Provided records:
◇ ◇ ◇ ◇ ◇
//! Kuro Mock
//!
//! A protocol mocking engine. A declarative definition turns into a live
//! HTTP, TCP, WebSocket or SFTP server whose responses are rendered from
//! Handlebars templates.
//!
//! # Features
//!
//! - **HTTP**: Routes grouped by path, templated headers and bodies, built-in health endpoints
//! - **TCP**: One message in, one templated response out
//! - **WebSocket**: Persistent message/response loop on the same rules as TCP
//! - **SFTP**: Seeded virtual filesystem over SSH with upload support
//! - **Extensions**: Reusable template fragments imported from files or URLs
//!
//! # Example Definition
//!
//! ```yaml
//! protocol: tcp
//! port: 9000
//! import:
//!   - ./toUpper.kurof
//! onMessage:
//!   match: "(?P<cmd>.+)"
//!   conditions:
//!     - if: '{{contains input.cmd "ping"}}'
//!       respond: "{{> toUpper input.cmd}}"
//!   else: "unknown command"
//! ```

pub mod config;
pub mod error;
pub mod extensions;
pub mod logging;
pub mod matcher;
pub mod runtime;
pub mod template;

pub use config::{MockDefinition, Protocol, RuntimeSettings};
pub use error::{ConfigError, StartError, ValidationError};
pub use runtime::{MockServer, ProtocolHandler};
◇ ◇ ◇ ◇ ◇
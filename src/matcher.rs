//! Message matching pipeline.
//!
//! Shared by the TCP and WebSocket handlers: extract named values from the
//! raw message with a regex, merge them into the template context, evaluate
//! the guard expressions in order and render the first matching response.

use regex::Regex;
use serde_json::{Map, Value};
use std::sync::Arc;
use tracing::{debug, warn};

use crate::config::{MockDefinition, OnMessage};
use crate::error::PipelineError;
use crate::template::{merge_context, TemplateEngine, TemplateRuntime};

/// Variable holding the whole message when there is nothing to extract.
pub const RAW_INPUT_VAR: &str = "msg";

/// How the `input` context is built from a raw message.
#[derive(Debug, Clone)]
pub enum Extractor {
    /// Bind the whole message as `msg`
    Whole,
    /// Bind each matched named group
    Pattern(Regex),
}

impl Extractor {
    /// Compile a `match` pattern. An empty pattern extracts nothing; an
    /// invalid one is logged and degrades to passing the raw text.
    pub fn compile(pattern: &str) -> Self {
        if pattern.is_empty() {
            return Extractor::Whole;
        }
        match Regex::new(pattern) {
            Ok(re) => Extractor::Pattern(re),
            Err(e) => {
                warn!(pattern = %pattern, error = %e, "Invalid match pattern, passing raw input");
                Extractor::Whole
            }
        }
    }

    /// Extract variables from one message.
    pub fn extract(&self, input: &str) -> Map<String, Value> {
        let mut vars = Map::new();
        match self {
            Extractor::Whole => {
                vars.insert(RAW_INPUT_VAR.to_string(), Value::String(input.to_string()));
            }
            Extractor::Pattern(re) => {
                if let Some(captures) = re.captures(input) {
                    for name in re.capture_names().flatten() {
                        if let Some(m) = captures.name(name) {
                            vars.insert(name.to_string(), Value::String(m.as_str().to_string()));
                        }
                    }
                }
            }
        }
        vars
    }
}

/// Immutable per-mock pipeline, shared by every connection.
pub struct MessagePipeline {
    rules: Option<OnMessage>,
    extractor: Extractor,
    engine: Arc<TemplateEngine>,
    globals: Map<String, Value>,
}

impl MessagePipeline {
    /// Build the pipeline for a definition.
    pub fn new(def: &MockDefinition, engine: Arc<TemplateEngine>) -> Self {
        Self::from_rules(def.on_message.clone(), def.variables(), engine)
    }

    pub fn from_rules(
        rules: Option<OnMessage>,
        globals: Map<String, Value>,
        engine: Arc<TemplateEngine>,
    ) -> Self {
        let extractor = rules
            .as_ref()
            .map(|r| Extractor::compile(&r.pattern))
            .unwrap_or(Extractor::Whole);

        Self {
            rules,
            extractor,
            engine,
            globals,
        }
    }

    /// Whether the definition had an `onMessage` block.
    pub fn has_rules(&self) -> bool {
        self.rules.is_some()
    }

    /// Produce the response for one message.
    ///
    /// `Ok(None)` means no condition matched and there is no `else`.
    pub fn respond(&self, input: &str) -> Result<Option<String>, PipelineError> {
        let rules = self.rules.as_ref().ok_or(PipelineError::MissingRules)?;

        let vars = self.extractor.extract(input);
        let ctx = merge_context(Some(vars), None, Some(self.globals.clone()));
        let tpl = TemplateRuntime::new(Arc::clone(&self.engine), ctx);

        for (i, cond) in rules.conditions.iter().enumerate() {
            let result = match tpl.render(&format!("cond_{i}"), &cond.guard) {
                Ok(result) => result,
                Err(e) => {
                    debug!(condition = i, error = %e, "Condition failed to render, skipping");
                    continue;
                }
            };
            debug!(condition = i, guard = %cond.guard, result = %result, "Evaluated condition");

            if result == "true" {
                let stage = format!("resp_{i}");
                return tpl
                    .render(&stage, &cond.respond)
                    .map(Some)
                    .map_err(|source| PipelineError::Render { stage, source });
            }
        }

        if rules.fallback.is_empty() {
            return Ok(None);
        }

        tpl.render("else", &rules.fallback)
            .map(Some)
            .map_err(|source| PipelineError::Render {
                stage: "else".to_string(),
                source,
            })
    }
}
◇ ◇ ◇ ◇ ◇
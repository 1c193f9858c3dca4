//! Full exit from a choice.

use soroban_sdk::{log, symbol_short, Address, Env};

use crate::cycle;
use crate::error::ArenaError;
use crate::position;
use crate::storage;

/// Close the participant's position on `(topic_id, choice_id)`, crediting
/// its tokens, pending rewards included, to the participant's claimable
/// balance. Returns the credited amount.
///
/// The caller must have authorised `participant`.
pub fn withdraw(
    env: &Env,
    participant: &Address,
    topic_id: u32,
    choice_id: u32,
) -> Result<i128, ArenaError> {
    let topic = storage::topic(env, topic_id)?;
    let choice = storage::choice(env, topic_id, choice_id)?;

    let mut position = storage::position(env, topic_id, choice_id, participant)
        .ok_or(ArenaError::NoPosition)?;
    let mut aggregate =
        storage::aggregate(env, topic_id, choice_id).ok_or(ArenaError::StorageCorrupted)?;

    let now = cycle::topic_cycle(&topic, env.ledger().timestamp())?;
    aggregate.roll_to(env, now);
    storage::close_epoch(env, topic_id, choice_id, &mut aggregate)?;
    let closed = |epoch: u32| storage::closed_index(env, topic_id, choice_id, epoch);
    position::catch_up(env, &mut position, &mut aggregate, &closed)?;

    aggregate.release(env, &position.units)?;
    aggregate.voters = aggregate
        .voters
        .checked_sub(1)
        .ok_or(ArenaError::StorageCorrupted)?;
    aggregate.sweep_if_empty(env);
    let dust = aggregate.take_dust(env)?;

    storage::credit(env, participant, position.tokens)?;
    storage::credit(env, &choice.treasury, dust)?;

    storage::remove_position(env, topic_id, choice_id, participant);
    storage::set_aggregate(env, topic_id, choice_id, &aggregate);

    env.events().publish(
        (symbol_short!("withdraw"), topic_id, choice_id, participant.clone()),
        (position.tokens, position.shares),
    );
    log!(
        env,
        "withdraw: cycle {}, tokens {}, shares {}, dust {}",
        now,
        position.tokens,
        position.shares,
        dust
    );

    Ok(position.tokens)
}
◇ ◇ ◇ ◇ ◇
Exercise directions:
Check the records above and copy each line that has the string "variables".

Task solution:
    /// Extract variables from one message.
        Self::from_rules(def.on_message.clone(), def.variables(), engine)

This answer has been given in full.